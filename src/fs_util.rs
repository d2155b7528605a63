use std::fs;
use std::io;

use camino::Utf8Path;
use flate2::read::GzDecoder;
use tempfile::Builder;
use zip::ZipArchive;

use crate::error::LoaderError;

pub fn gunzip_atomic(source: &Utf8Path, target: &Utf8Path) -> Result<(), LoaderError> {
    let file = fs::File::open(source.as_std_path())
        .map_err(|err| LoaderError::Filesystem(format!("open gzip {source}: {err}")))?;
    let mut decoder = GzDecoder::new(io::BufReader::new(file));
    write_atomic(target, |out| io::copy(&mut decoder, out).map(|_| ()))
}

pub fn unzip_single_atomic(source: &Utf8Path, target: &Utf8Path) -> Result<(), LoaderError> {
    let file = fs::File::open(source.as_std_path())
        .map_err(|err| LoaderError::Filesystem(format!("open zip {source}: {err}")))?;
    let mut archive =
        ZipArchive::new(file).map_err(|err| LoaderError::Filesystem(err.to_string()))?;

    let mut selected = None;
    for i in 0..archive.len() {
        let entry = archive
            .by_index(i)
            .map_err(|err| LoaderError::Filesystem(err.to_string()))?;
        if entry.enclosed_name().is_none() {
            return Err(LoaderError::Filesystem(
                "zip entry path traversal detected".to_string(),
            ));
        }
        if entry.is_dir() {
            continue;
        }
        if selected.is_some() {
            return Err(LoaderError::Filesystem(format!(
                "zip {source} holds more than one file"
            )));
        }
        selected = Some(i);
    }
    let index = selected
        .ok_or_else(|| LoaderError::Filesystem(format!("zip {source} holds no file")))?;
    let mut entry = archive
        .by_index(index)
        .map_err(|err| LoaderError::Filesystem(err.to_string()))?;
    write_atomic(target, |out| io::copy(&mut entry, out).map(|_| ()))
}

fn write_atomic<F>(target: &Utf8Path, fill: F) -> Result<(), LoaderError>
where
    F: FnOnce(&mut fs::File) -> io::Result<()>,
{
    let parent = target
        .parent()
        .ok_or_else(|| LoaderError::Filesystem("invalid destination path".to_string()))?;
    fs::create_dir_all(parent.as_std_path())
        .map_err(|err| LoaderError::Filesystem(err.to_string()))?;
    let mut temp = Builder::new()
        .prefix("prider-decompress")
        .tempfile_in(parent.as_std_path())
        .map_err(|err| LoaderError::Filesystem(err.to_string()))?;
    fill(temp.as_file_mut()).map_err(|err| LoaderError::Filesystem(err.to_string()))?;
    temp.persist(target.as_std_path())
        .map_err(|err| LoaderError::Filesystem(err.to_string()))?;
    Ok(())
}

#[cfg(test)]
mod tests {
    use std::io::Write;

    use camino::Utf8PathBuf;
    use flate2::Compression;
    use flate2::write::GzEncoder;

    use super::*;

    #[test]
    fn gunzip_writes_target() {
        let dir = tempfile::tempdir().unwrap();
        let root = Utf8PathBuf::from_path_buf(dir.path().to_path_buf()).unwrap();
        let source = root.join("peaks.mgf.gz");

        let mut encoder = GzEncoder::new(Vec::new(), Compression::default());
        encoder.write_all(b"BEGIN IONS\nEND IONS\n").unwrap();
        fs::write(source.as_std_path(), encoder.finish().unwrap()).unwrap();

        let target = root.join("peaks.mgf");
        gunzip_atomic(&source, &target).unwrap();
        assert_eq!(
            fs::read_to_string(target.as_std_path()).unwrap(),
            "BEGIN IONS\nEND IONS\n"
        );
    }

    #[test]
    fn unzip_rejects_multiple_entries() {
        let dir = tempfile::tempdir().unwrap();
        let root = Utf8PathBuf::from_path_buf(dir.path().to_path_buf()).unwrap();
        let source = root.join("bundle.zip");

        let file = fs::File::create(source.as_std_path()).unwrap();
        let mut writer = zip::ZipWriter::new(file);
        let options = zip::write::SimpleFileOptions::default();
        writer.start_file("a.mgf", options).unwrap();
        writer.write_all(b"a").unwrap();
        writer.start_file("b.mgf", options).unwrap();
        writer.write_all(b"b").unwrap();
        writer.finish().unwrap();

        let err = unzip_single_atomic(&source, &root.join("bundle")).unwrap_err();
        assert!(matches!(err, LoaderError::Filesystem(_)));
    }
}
------------------------------------------------------------------------
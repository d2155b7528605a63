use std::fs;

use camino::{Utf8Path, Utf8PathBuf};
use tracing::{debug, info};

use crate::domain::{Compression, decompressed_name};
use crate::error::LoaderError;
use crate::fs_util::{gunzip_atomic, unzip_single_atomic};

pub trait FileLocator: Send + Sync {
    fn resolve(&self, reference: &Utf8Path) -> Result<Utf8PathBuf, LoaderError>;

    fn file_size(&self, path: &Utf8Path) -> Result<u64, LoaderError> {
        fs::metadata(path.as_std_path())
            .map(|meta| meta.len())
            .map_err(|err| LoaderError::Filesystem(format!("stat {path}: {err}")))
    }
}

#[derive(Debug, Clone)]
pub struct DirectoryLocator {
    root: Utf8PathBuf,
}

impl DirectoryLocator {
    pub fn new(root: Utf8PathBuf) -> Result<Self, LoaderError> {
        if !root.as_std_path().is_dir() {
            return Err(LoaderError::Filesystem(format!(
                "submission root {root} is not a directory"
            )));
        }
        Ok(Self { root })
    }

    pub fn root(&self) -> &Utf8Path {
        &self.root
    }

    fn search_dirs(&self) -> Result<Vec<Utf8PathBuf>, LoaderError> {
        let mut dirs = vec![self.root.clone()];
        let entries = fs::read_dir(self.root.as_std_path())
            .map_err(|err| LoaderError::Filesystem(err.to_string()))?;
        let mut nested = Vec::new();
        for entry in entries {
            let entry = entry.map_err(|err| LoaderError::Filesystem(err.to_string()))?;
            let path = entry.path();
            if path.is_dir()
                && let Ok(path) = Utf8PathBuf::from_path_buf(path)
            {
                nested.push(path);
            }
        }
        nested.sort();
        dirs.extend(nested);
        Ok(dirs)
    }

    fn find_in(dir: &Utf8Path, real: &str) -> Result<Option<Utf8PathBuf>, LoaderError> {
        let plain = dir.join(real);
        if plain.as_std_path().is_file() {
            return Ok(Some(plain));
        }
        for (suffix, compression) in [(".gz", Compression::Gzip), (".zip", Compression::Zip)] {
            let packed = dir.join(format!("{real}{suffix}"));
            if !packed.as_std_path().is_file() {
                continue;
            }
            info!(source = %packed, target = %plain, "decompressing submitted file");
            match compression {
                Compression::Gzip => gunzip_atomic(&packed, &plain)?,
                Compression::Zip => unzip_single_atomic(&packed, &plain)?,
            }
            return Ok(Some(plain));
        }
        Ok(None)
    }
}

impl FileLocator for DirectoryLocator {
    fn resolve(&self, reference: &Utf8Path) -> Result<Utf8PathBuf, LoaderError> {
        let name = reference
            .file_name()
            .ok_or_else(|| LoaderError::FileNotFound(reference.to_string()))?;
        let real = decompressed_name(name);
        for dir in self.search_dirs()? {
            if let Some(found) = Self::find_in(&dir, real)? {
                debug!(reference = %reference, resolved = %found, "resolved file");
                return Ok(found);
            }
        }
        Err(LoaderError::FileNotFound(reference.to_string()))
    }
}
------------------------------------------------------------------------
■ **How to complete this task**
Wherever the string "join" appears in a line above, copy that line.

■ **Written solution**
        let source = root.join("peaks.mgf.gz");
        let target = root.join("peaks.mgf");
        let source = root.join("bundle.zip");
        let err = unzip_single_atomic(&source, &root.join("bundle")).unwrap_err();
        let plain = dir.join(real);
            let packed = dir.join(format!("{real}{suffix}"));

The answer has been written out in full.